**TASK ITEM**
Among the records that follow, find the line with "impl SubjectRule for LabFirst" and the line with "SubjectCategory::Lab | SubjectCategory::Workshop". Set down those lines and all lines between them exactly, without adding anything.

**EXERCISE MATERIALS**
--- --- ---

//! Weekly time slots.
//!
//! A slot is a half-open interval `[start, end)` on one day of the
//! teaching week. The slot universe for a run is generated from the
//! configured daily bounds and lunch break (see [`generate_slots`]).
//!
//! # Time Model
//! Clock times are `chrono::NaiveTime`. All arithmetic is done in
//! minutes since midnight so that nothing wraps past 24:00.

use chrono::{NaiveTime, Timelike};
use serde::{Deserialize, Serialize};
use std::collections::BTreeSet;
use std::fmt;

use crate::config::SchedulingConfig;
use crate::error::Result;

/// Stable time slot identifier (generation order = chronological order).
pub type SlotId = u32;

/// Day of the teaching week. Ordered Monday first.
#[derive(Debug, Clone, Copy, PartialEq, Eq, PartialOrd, Ord, Hash, Serialize, Deserialize)]
pub enum Day {
    Monday,
    Tuesday,
    Wednesday,
    Thursday,
    Friday,
    Saturday,
    Sunday,
}

impl Day {
    /// Monday through Friday.
    pub const WEEKDAYS: [Day; 5] = [
        Day::Monday,
        Day::Tuesday,
        Day::Wednesday,
        Day::Thursday,
        Day::Friday,
    ];

    /// All seven days.
    pub const ALL: [Day; 7] = [
        Day::Monday,
        Day::Tuesday,
        Day::Wednesday,
        Day::Thursday,
        Day::Friday,
        Day::Saturday,
        Day::Sunday,
    ];

    /// Three-letter abbreviation.
    pub fn short_name(self) -> &'static str {
        match self {
            Day::Monday => "Mon",
            Day::Tuesday => "Tue",
            Day::Wednesday => "Wed",
            Day::Thursday => "Thu",
            Day::Friday => "Fri",
            Day::Saturday => "Sat",
            Day::Sunday => "Sun",
        }
    }
}

impl From<chrono::Weekday> for Day {
    fn from(w: chrono::Weekday) -> Self {
        Day::ALL[w.num_days_from_monday() as usize]
    }
}

impl fmt::Display for Day {
    fn fmt(&self, f: &mut fmt::Formatter<'_>) -> fmt::Result {
        f.write_str(self.short_name())
    }
}

/// A bookable interval on one weekday.
#[derive(Debug, Clone, PartialEq, Eq, Serialize, Deserialize)]
pub struct TimeSlot {
    /// Unique slot identifier.
    pub id: SlotId,
    /// Day of the week.
    pub day: Day,
    /// Start time (inclusive).
    pub start: NaiveTime,
    /// End time (exclusive).
    pub end: NaiveTime,
}

impl TimeSlot {
    /// Creates a new slot.
    pub fn new(id: SlotId, day: Day, start: NaiveTime, end: NaiveTime) -> Self {
        Self {
            id,
            day,
            start,
            end,
        }
    }

    /// Start as minutes since midnight.
    #[inline]
    pub fn start_minute(&self) -> u32 {
        minute_of_day(self.start)
    }

    /// End as minutes since midnight.
    #[inline]
    pub fn end_minute(&self) -> u32 {
        minute_of_day(self.end)
    }

    /// Derived duration (0 for a malformed slot with `end <= start`).
    #[inline]
    pub fn duration_minutes(&self) -> u32 {
        self.end_minute().saturating_sub(self.start_minute())
    }

    /// Whether two slots overlap in time on the same day.
    pub fn overlaps(&self, other: &Self) -> bool {
        self.day == other.day
            && self.start_minute() < other.end_minute()
            && other.start_minute() < self.end_minute()
    }

    /// Whether two slots touch end-to-start on the same day.
    pub fn is_adjacent_to(&self, other: &Self) -> bool {
        self.day == other.day
            && (self.end_minute() == other.start_minute()
                || other.end_minute() == self.start_minute())
    }

    /// Whether the slot starts before noon.
    pub fn is_morning(&self) -> bool {
        self.start_minute() < 12 * 60
    }
}

impl fmt::Display for TimeSlot {
    fn fmt(&self, f: &mut fmt::Formatter<'_>) -> fmt::Result {
        write!(
            f,
            "{} {}-{}",
            self.day,
            self.start.format("%H:%M"),
            self.end.format("%H:%M")
        )
    }
}

/// Minutes since midnight.
#[inline]
pub(crate) fn minute_of_day(t: NaiveTime) -> u32 {
    t.num_seconds_from_midnight() / 60
}

/// Clock time at a minute of the day (`None` past 23:59).
pub(crate) fn time_at(minute: u32) -> Option<NaiveTime> {
    NaiveTime::from_num_seconds_from_midnight_opt(minute.checked_mul(60)?, 0)
}

/// Slot boundaries for one day, in minutes since midnight.
///
/// Back-to-back `session` intervals from `day_start`; an interval that
/// would overlap the lunch window `[lunch_start, lunch_end)` is skipped
/// and generation resumes at `lunch_end`.
pub(crate) fn daily_layout(
    day_start: u32,
    day_end: u32,
    lunch: (u32, u32),
    session: u32,
) -> Vec<(u32, u32)> {
    let mut out = Vec::new();
    if session == 0 {
        return out;
    }
    let (lunch_start, lunch_end) = lunch;
    let mut t = day_start;
    while let Some(end) = t.checked_add(session).filter(|&end| end <= day_end) {
        if lunch_start < lunch_end && t < lunch_end && lunch_start < end {
            t = lunch_end;
            continue;
        }
        out.push((t, end));
        t = end;
    }
    out
}

/// Generates the slot universe for a configuration.
///
/// Slots are numbered from 0 in (day, start) order. Fails with
/// `InfeasibleConfiguration` if the configuration is self-contradictory.
///
/// # Example
///
/// ```
/// use u_timetable::config::SchedulingConfig;
/// use u_timetable::models::generate_slots;
///
/// // 09:00-17:00 with lunch 12:00-13:00 → 7 one-hour slots per weekday
/// let slots = generate_slots(&SchedulingConfig::default()).unwrap();
/// assert_eq!(slots.len(), 35);
/// ```
pub fn generate_slots(config: &SchedulingConfig) -> Result<Vec<TimeSlot>> {
    config.check()?;

    let layout = daily_layout(
        minute_of_day(config.day_start),
        minute_of_day(config.day_end),
        (
            minute_of_day(config.lunch_start),
            minute_of_day(config.lunch_end),
        ),
        config.session_minutes,
    );
    let days: BTreeSet<Day> = config.working_days.iter().copied().collect();

    let mut slots = Vec::with_capacity(days.len() * layout.len());
    for day in days {
        for &(start, end) in &layout {
            // Both bounds come from check()-validated NaiveTimes.
            if let (Some(s), Some(e)) = (time_at(start), time_at(end)) {
                slots.push(TimeSlot::new(slots.len() as SlotId, day, s, e));
            }
        }
    }
    Ok(slots)
}
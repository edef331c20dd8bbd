//! Subject model.
//!
//! A subject is a recurring teaching unit: it needs `sessions_per_week`
//! sessions of `duration_minutes` each, every session taught by one
//! qualified teacher in one compatible classroom.

use serde::{Deserialize, Serialize};
use std::collections::BTreeSet;

use super::Feature;

/// Scheduling priority (ordinal, `Low < Medium < High < Critical`).
#[derive(
    Debug, Clone, Copy, Default, PartialEq, Eq, PartialOrd, Ord, Hash, Serialize, Deserialize,
)]
pub enum Priority {
    Low,
    #[default]
    Medium,
    High,
    Critical,
}

impl Priority {
    /// Numeric rank (0 = Low, 3 = Critical).
    pub fn rank(self) -> i32 {
        self as i32
    }
}

/// Subject category; decides which room types can host it.
#[derive(Debug, Clone, Copy, Default, PartialEq, Eq, Hash, Serialize, Deserialize)]
pub enum SubjectCategory {
    #[default]
    Lecture,
    Lab,
    Tutorial,
    Seminar,
    Workshop,
}

/// A subject to be timetabled.
#[derive(Debug, Clone, PartialEq, Serialize, Deserialize)]
pub struct Subject {
    /// Unique subject code (upper case).
    pub code: String,
    /// Human-readable name.
    pub name: String,
    /// Category (room-type matching).
    pub category: SubjectCategory,
    /// Scheduling priority.
    pub priority: Priority,
    /// Length of one session (minutes).
    pub duration_minutes: u32,
    /// Sessions required per week.
    pub sessions_per_week: u32,
    /// Enrolment; rooms must seat at least this many.
    pub expected_students: Option<u32>,
    /// Room features every session needs.
    pub required_features: BTreeSet<Feature>,
}

impl Subject {
    /// Creates a one-session, 60-minute lecture.
    ///
    /// The code is normalized to upper case.
    pub fn new(code: impl Into<String>, name: impl Into<String>) -> Self {
        Self {
            code: code.into().to_uppercase(),
            name: name.into(),
            category: SubjectCategory::Lecture,
            priority: Priority::Medium,
            duration_minutes: 60,
            sessions_per_week: 1,
            expected_students: None,
            required_features: BTreeSet::new(),
        }
    }

    /// Sets the category.
    pub fn with_category(mut self, category: SubjectCategory) -> Self {
        self.category = category;
        self
    }

    /// Sets the priority.
    pub fn with_priority(mut self, priority: Priority) -> Self {
        self.priority = priority;
        self
    }

    /// Sets the session length.
    pub fn with_duration(mut self, minutes: u32) -> Self {
        self.duration_minutes = minutes;
        self
    }

    /// Sets the number of weekly sessions.
    pub fn with_sessions(mut self, sessions: u32) -> Self {
        self.sessions_per_week = sessions;
        self
    }

    /// Sets the expected enrolment.
    pub fn with_expected_students(mut self, students: u32) -> Self {
        self.expected_students = Some(students);
        self
    }

    /// Adds a required room feature.
    pub fn requiring(mut self, feature: Feature) -> Self {
        self.required_features.insert(feature);
        self
    }

    /// Total teaching minutes per week.
    pub fn weekly_minutes(&self) -> u32 {
        self.duration_minutes * self.sessions_per_week
    }

    /// Total teaching hours per week.
    pub fn weekly_hours(&self) -> f64 {
        self.weekly_minutes() as f64 / 60.0
    }
}

#[cfg(test)]
mod tests {
    use super::*;

    #[test]
    fn test_subject_builder() {
        let s = Subject::new("cs-101", "Intro to CS")
            .with_category(SubjectCategory::Lab)
            .with_priority(Priority::High)
            .with_duration(90)
            .with_sessions(2)
            .with_expected_students(24)
            .requiring(Feature::Computers);

        assert_eq!(s.code, "CS-101");
        assert_eq!(s.category, SubjectCategory::Lab);
        assert_eq!(s.priority, Priority::High);
        assert_eq!(s.weekly_minutes(), 180);
        assert!((s.weekly_hours() - 3.0).abs() < 1e-10);
        assert!(s.required_features.contains(&Feature::Computers));
    }

    #[test]
    fn test_priority_order() {
        assert!(Priority::Critical > Priority::High);
        assert!(Priority::High > Priority::Medium);
        assert!(Priority::Medium > Priority::Low);
        assert_eq!(Priority::Critical.rank(), 3);
        assert_eq!(Priority::default(), Priority::Medium);
    }

    #[test]
    fn test_serde_roundtrip_keeps_features() {
        let s = Subject::new("PHY1", "Physics").requiring(Feature::Projector);
        let json = serde_json::to_string(&s).unwrap();
        let back: Subject = serde_json::from_str(&json).unwrap();
        assert_eq!(back, s);
    }
}
//! Built-in subject ordering rules.
//!
//! # Categories
//!
//! - **Importance**: PRIORITY
//! - **Size**: LONGEST, MOST_REMAINING
//! - **Scarcity**: FEWEST_TEACHERS, FEWEST_ROOMS, LAB_FIRST
//!
//! # Score Convention
//! All rules return lower scores for subjects to place first.

use super::{RuleScore, SchedulingContext, SubjectRule};
use crate::models::{Subject, SubjectCategory};

// ======================== Importance ========================

/// Highest priority first.
#[derive(Debug, Clone, Copy)]
pub struct HighestPriority;

impl SubjectRule for HighestPriority {
    fn name(&self) -> &'static str {
        "PRIORITY"
    }

    fn evaluate(&self, subject: &Subject, _context: &SchedulingContext) -> RuleScore {
        -f64::from(subject.priority.rank())
    }

    fn description(&self) -> &'static str {
        "Highest Priority First"
    }
}

// ======================== Size ========================

/// Longest session first.
///
/// Long sessions fit fewer slots, so they are placed while the week is
/// still empty.
#[derive(Debug, Clone, Copy)]
pub struct LongestSession;

impl SubjectRule for LongestSession {
    fn name(&self) -> &'static str {
        "LONGEST"
    }

    fn evaluate(&self, subject: &Subject, _context: &SchedulingContext) -> RuleScore {
        -f64::from(subject.duration_minutes)
    }

    fn description(&self) -> &'static str {
        "Longest Session First"
    }
}

/// Most sessions still to place first.
///
/// Uses `context.remaining_sessions` if available, falls back to the
/// weekly requirement.
#[derive(Debug, Clone, Copy)]
pub struct MostRemaining;

impl SubjectRule for MostRemaining {
    fn name(&self) -> &'static str {
        "MOST_REMAINING"
    }

    fn evaluate(&self, subject: &Subject, context: &SchedulingContext) -> RuleScore {
        let remaining = context
            .remaining_sessions
            .get(&subject.code)
            .copied()
            .unwrap_or(subject.sessions_per_week);
        -f64::from(remaining)
    }

    fn description(&self) -> &'static str {
        "Most Sessions Remaining"
    }
}

// ======================== Scarcity ========================

/// Fewest qualified teachers first.
///
/// Subjects without a count in the context are ranked last.
#[derive(Debug, Clone, Copy)]
pub struct FewestTeachers;

impl SubjectRule for FewestTeachers {
    fn name(&self) -> &'static str {
        "FEWEST_TEACHERS"
    }

    fn evaluate(&self, subject: &Subject, context: &SchedulingContext) -> RuleScore {
        context
            .qualified_teachers
            .get(&subject.code)
            .map_or(f64::MAX, |&n| n as f64)
    }

    fn description(&self) -> &'static str {
        "Fewest Qualified Teachers"
    }
}

/// Fewest compatible classrooms first.
#[derive(Debug, Clone, Copy)]
pub struct FewestRooms;

impl SubjectRule for FewestRooms {
    fn name(&self) -> &'static str {
        "FEWEST_ROOMS"
    }

    fn evaluate(&self, subject: &Subject, context: &SchedulingContext) -> RuleScore {
        context
            .compatible_classrooms
            .get(&subject.code)
            .map_or(f64::MAX, |&n| n as f64)
    }

    fn description(&self) -> &'static str {
        "Fewest Compatible Classrooms"
    }
}

/// Lab and workshop subjects first (they need specialised rooms).
#[derive(Debug, Clone, Copy)]
pub struct LabFirst;

impl SubjectRule for LabFirst {
    fn name(&self) -> &'static str {
        "LAB_FIRST"
    }

    fn evaluate(&self, subject: &Subject, _context: &SchedulingContext) -> RuleScore {
        match subject.category {
            SubjectCategory::Lab | SubjectCategory::Workshop => 0.0,
            _ => 1.0,
        }
    }

    fn description(&self) -> &'static str {
        "Specialised Rooms First"
    }
}

#[cfg(test)]
mod tests {
    use super::*;
    use crate::models::Priority;

    #[test]
    fn test_highest_priority() {
        let ctx = SchedulingContext::new();
        let high = Subject::new("A", "A").with_priority(Priority::High);
        let low = Subject::new("B", "B").with_priority(Priority::Low);
        assert!(HighestPriority.evaluate(&high, &ctx) < HighestPriority.evaluate(&low, &ctx));
    }

    #[test]
    fn test_longest_session() {
        let ctx = SchedulingContext::new();
        let long = Subject::new("A", "A").with_duration(120);
        let short = Subject::new("B", "B").with_duration(45);
        assert!(LongestSession.evaluate(&long, &ctx) < LongestSession.evaluate(&short, &ctx));
    }

    #[test]
    fn test_most_remaining_fallback() {
        let ctx = SchedulingContext::new();
        let s = Subject::new("A", "A").with_sessions(3);
        assert!((MostRemaining.evaluate(&s, &ctx) + 3.0).abs() < 1e-10);

        let ctx = ctx.with_remaining("A", 1);
        assert!((MostRemaining.evaluate(&s, &ctx) + 1.0).abs() < 1e-10);
    }

    #[test]
    fn test_fewest_teachers() {
        let ctx = SchedulingContext::new()
            .with_qualified_teachers("RARE", 1)
            .with_qualified_teachers("COMMON", 5);
        let rare = Subject::new("RARE", "Rare");
        let common = Subject::new("COMMON", "Common");
        let unknown = Subject::new("X", "X");
        assert!(FewestTeachers.evaluate(&rare, &ctx) < FewestTeachers.evaluate(&common, &ctx));
        assert!(FewestTeachers.evaluate(&common, &ctx) < FewestTeachers.evaluate(&unknown, &ctx));
    }

    #[test]
    fn test_fewest_rooms() {
        let ctx = SchedulingContext::new()
            .with_compatible_classrooms("LAB", 1)
            .with_compatible_classrooms("LEC", 4);
        assert!(
            FewestRooms.evaluate(&Subject::new("LAB", "L"), &ctx)
                < FewestRooms.evaluate(&Subject::new("LEC", "L"), &ctx)
        );
    }

    #[test]
    fn test_lab_first() {
        let ctx = SchedulingContext::new();
        let lab = Subject::new("A", "A").with_category(SubjectCategory::Workshop);
        let lecture = Subject::new("B", "B");
        assert!(LabFirst.evaluate(&lab, &ctx) < LabFirst.evaluate(&lecture, &ctx));
    }
}
//! Input checks run before generation.
//!
//! Flags registry contents that guarantee unscheduled sessions. These are
//! warnings: generation still runs and reports what it could not place.
//! Detects:
//! - Subjects with no sessions or a zero session length
//! - Subjects no teacher is qualified for
//! - Subjects no classroom suits
//! - Subjects whose session length fits no slot
//! - Qualifications naming unknown subjects

use tracing::warn;

use crate::config::SchedulingConfig;
use crate::evaluator::duration_fits;
use crate::registry::Registry;

/// Input check result.
pub type InputCheckResult = Result<(), Vec<InputIssue>>;

/// A problem found in the registry.
#[derive(Debug, Clone, PartialEq)]
pub struct InputIssue {
    /// Issue category.
    pub kind: InputIssueKind,
    /// Identifier of the subject or teacher concerned.
    pub entity_id: String,
    /// Human-readable description.
    pub message: String,
}

/// Categories of input issues.
#[derive(Debug, Clone, Copy, PartialEq, Eq)]
pub enum InputIssueKind {
    /// Subject requires zero sessions per week.
    NoSessions,
    /// Subject has a zero session length.
    ZeroDuration,
    /// No teacher is qualified for the subject.
    NoQualifiedTeacher,
    /// No classroom suits the subject.
    NoCompatibleClassroom,
    /// No slot can hold a session of the subject.
    NoFittingSlot,
    /// A teacher is qualified for a subject code that is not registered.
    UnknownQualification,
}

impl InputIssue {
    fn new(kind: InputIssueKind, entity_id: impl Into<String>, message: impl Into<String>) -> Self {
        Self {
            kind,
            entity_id: entity_id.into(),
            message: message.into(),
        }
    }
}

/// Checks the registry for contents that cannot be scheduled.
///
/// Every issue is also logged as a warning.
pub fn check_registry(registry: &Registry, config: &SchedulingConfig) -> Vec<InputIssue> {
    let mut issues = Vec::new();

    for subject in registry.subjects.list() {
        let code = subject.code.as_str();
        if subject.sessions_per_week == 0 {
            issues.push(InputIssue::new(
                InputIssueKind::NoSessions,
                code,
                format!("Subject '{code}' requires no sessions"),
            ));
        }
        if subject.duration_minutes == 0 {
            issues.push(InputIssue::new(
                InputIssueKind::ZeroDuration,
                code,
                format!("Subject '{code}' has a zero session length"),
            ));
            continue;
        }
        if registry.qualified_teachers(subject).next().is_none() {
            issues.push(InputIssue::new(
                InputIssueKind::NoQualifiedTeacher,
                code,
                format!("No teacher is qualified for subject '{code}'"),
            ));
        }
        if registry.compatible_classrooms(subject).next().is_none() {
            issues.push(InputIssue::new(
                InputIssueKind::NoCompatibleClassroom,
                code,
                format!("No classroom suits subject '{code}'"),
            ));
        }
        let fits = registry.slots.list().any(|slot| {
            duration_fits(slot, subject.duration_minutes, config.duration_slack_minutes)
        });
        if !fits {
            issues.push(InputIssue::new(
                InputIssueKind::NoFittingSlot,
                code,
                format!(
                    "No slot fits a {}-minute session of subject '{code}'",
                    subject.duration_minutes
                ),
            ));
        }
    }

    for teacher in registry.teachers.list() {
        for qualification in &teacher.qualifications {
            if !registry.subjects.contains(qualification.as_str()) {
                issues.push(InputIssue::new(
                    InputIssueKind::UnknownQualification,
                    teacher.employee_code.as_str(),
                    format!(
                        "Teacher '{}' is qualified for unknown subject '{qualification}'",
                        teacher.employee_code
                    ),
                ));
            }
        }
    }

    for issue in &issues {
        warn!(event = "input_issue", kind = ?issue.kind, id = %issue.entity_id, "{}", issue.message);
    }
    issues
}

/// Like [`check_registry`], as a `Result`.
///
/// # Returns
/// `Ok(())` if no issue is found, `Err(issues)` otherwise.
pub fn validate_input(registry: &Registry, config: &SchedulingConfig) -> InputCheckResult {
    let issues = check_registry(registry, config);
    if issues.is_empty() {
        Ok(())
    } else {
        Err(issues)
    }
}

--- --- ---

**RESPONSE TO THIS EXERCISE**
impl SubjectRule for LabFirst {
    fn name(&self) -> &'static str {
        "LAB_FIRST"
    }

    fn evaluate(&self, subject: &Subject, _context: &SchedulingContext) -> RuleScore {
        match subject.category {
            SubjectCategory::Lab | SubjectCategory::Workshop => 0.0,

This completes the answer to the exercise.